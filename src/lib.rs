//! A bitboard-based chess engine core: position representation, pseudo-legal
//! move generation via magic bitboards, move application with full legality
//! classification, FEN encode/decode, and material evaluation.
//!
//! Search, opening books, transposition tables, and protocol adapters (UCI,
//! XBoard) are out of scope; this crate exposes the primitives a driver
//! needs to build those on top.

pub mod board;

#### What the task requires:
The line with "primitives a driver" through the last line of the entries above: output exactly those lines and nothing else.

#### Exercise output:
//! XBoard) are out of scope; this crate exposes the primitives a driver
//! needs to build those on top.

pub mod board;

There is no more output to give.